In a document dated March 25, the SEC expressed its worries about the potential risks faced by Filipino investors as a result of Binance’s activities without the necessary licenses. Emilio B. Aquino, Chairperson of the SEC, stressed the importance of this action in a letter to the NTC. Aquino stated that the SEC had identified Binance’s platform and determined that continued access to its services could jeopardize the security of funds belonging to Filipino investors.
The primary concern of the SEC revolves around Binance’s offerings of investment products, such as leveraged trading services and crypto savings accounts, which are being provided without complying with the requirements outlined in the Securities Regulation Code. The ban on accessing Binance’s services in the Philippines will take effect within three months.
During this grace period, investors using Binance’s platform will have the opportunity to exit their positions and transition to alternative platforms or investment strategies. Additionally, the SEC has reached out to major tech companies, including Google and Meta (formerly Facebook), requesting them to prevent advertisements related to Binance from appearing on their platforms for Filipino users. This regulatory action in the Philippines adds to the global challenges faced by Binance.

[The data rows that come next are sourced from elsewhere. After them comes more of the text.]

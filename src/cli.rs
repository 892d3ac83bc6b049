//! Command-line interface

use std::path::PathBuf;

use clap::{Parser, Subcommand};

use crate::prioritize::{CgStrategy, DistanceMetric};

#[derive(Debug, Parser)]
#[command(author, version, about = "Regression test prioritization over CI history")]
pub struct Cli {
    /// Run configuration file (TOML); defaults apply when omitted.
    #[arg(short, long, global = true)]
    pub config: Option<PathBuf>,

    /// Log filter, e.g. `info` or `priorizar=debug`.
    #[arg(long, global = true, default_value = "info")]
    pub log_level: String,

    #[command(subcommand)]
    pub command: Command,
}

#[derive(Debug, Subcommand)]
pub enum Command {
    /// Ingest raw checkout records and emit the normalized history log.
    Normalize {
        /// Directory of raw checkout records; overrides the configured one.
        #[arg(long)]
        checkout_dir: Option<PathBuf>,

        /// Minimum cases a build or checkout must carry.
        #[arg(long)]
        min_cases: Option<usize>,
    },

    /// Adaptive random prioritization sweep over a history log.
    Arp {
        history_log: PathBuf,

        #[arg(long, value_enum, default_value_t = DistanceMetric::Hamming)]
        metric: DistanceMetric,

        /// Candidate sample size per selection round.
        #[arg(short, long, default_value_t = 10)]
        k: usize,
    },

    /// Similarity-based (LSH) prioritization sweep over a history log.
    Fast {
        history_log: PathBuf,

        #[arg(long, default_value_t = 16)]
        bands: usize,

        #[arg(long, default_value_t = 8)]
        rows: usize,

        /// Signature length; must equal bands times rows.
        #[arg(long, default_value_t = 128)]
        num_perm: usize,
    },

    /// Call-graph reachability prioritization sweep over a history log.
    Callgraph {
        history_log: PathBuf,

        #[arg(long, value_enum, default_value_t = CgStrategy::Additional)]
        strategy: CgStrategy,
    },
}
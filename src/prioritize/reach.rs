//! Coverage-based prioritization over reachable-operation sets
//!
//! `sets[i]` is the estimated set of kernel operations test `i` can reach.
//! Total greedy ranks by set size alone; additional greedy ranks by marginal
//! gain over what earlier picks already cover, restarting coverage once no
//! remaining test adds anything new.

use std::collections::HashSet;

use clap::ValueEnum;

#[derive(Debug, Clone, Copy, PartialEq, Eq, ValueEnum)]
pub enum CgStrategy {
    Total,
    Additional,
}

impl CgStrategy {
    /// Stable label used in result records.
    pub fn name(&self) -> &'static str {
        match self {
            CgStrategy::Total => "total",
            CgStrategy::Additional => "additional",
        }
    }

    pub fn order(&self, sets: &[HashSet<String>]) -> Vec<usize> {
        match self {
            CgStrategy::Total => total_order(sets),
            CgStrategy::Additional => additional_order(sets),
        }
    }
}

/// Descending by reachable-set size; ties keep the original order.
pub fn total_order(sets: &[HashSet<String>]) -> Vec<usize> {
    let mut order: Vec<usize> = (0..sets.len()).collect();
    order.sort_by(|&a, &b| sets[b].len().cmp(&sets[a].len()));
    order
}

/// Greedy maximum marginal gain over the covered-operation set.
///
/// When every remaining test has zero gain the covered set is reset, so
/// later picks again differentiate by raw coverage.
pub fn additional_order(sets: &[HashSet<String>]) -> Vec<usize> {
    let mut remaining: Vec<usize> = (0..sets.len()).collect();
    let mut order = Vec::with_capacity(sets.len());
    let mut covered: HashSet<String> = HashSet::new();

    while !remaining.is_empty() {
        let mut best_pos = 0;
        let mut best_gain: i64 = -1;
        for (pos, &i) in remaining.iter().enumerate() {
            let gain = sets[i].difference(&covered).count() as i64;
            if gain > best_gain {
                best_gain = gain;
                best_pos = pos;
            }
        }
        let winner = remaining.remove(best_pos);
        if best_gain == 0 {
            covered.clear();
        } else {
            covered.extend(sets[winner].iter().cloned());
        }
        order.push(winner);
    }
    order
}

In December 2023, a U.S. court ordered Binance to pay $2.7 billion in penalties, and former CEO Changpeng “CZ” Zhao was directed to pay $150 million as part of a settlement with the Commodity Futures Trading Commission (CFTC). This legal dispute stemmed from allegations of Binance evading federal laws and operating an illegal derivatives exchange. CZ agreed to step down from his role as CEO as part of a broader settlement with U.S. regulatory authorities, including the Department of Justice, the Treasury Department, and the CFTC.
The combination of regulatory actions from different jurisdictions, such as the Philippines and the United States, highlights the increasing scrutiny and challenges faced by Binance. These developments underscore the importance of regulatory compliance and transparency in the cryptocurrency industry, as authorities worldwide strive to protect investors and maintain financial stability in the rapidly evolving digital asset landscape.